India is the largest supplier of medicine to the US and pharmaceutical exports from India rose from US $3.44 billion in 2013 to US$3.76 billion in 2014.
"Pharmaceutical exports to the US are rising due to the increasing demand for high quality generic drugs in the market. However, the growth rate for exports of pharmaceutical products from India to the US is declining, due to increasing US Food and Drug Administration (FDA) scrutiny on the quality of pharma products coming from drug manufacturing plants located in India.
"In order to boost the growth rate of exports to the US, Indian companies will need to leverage their compliance to US FDA regulations," it added.
The report further said the exchange rate issue in the country is affecting the pharmaceuticals market in Russia.
"For example, Dr.

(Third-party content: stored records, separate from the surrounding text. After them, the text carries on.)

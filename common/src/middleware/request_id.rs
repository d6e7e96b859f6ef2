//! Request ID middleware.
//!
//! Reuses an incoming `x-request-id` header or generates one, exposes it to
//! handlers through request extensions, runs the rest of the stack inside a
//! span carrying it, and echoes it back on the response.

use axum::{
    body::Body,
    http::{header::HeaderName, HeaderValue, Request},
    middleware::Next,
    response::Response,
};
use tracing::Instrument;
use uuid::Uuid;

/// Header name for request ID.
pub static REQUEST_ID_HEADER: HeaderName = HeaderName::from_static("x-request-id");

pub async fn request_id_middleware(mut req: Request<Body>, next: Next) -> Response {
    let request_id = req
        .headers()
        .get(&REQUEST_ID_HEADER)
        .and_then(|v| v.to_str().ok())
        .filter(|v| !v.is_empty())
        .map(String::from)
        .unwrap_or_else(|| Uuid::new_v4().to_string());

    req.extensions_mut().insert(RequestId(request_id.clone()));

    let span = tracing::info_span!(
        "request",
        request_id = %request_id,
        method = %req.method(),
        uri = %req.uri(),
    );
    let mut response = next.run(req).instrument(span).await;

    if let Ok(value) = HeaderValue::from_str(&request_id) {
        response.headers_mut().insert(REQUEST_ID_HEADER.clone(), value);
    }

    response
}

/// Request ID stored in request extensions.
#[derive(Clone, Debug)]
pub struct RequestId(pub String);

impl RequestId {
    pub fn as_str(&self) -> &str {
        &self.0
    }
}

impl std::fmt::Display for RequestId {
    fn fmt(&self, f: &mut std::fmt::Formatter<'_>) -> std::fmt::Result {
        f.write_str(&self.0)
    }
}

Reddy's pharma revenues in Russia dropped 9 per cent in dollar terms despite a rise of 30 per cent in Rubles. Hence, stabilisation of the currency is of utmost importance in generating revenues through exports," according to the report.
In addition, many Indian companies are operating through the Pharmaceutical Benefits Program (PBP) and hospital tenders, for supplying vital and essential drugs, for which prices are then regulated by the Russian government, it said.
Besides, exports of pharmaceutical products to Africa are being affected due to port delays and prolonged custom valuation, testing and certification requirements and the cost of returning consignments to India is huge and registration process for any generic pharmaceutical drug is time consuming, says the report.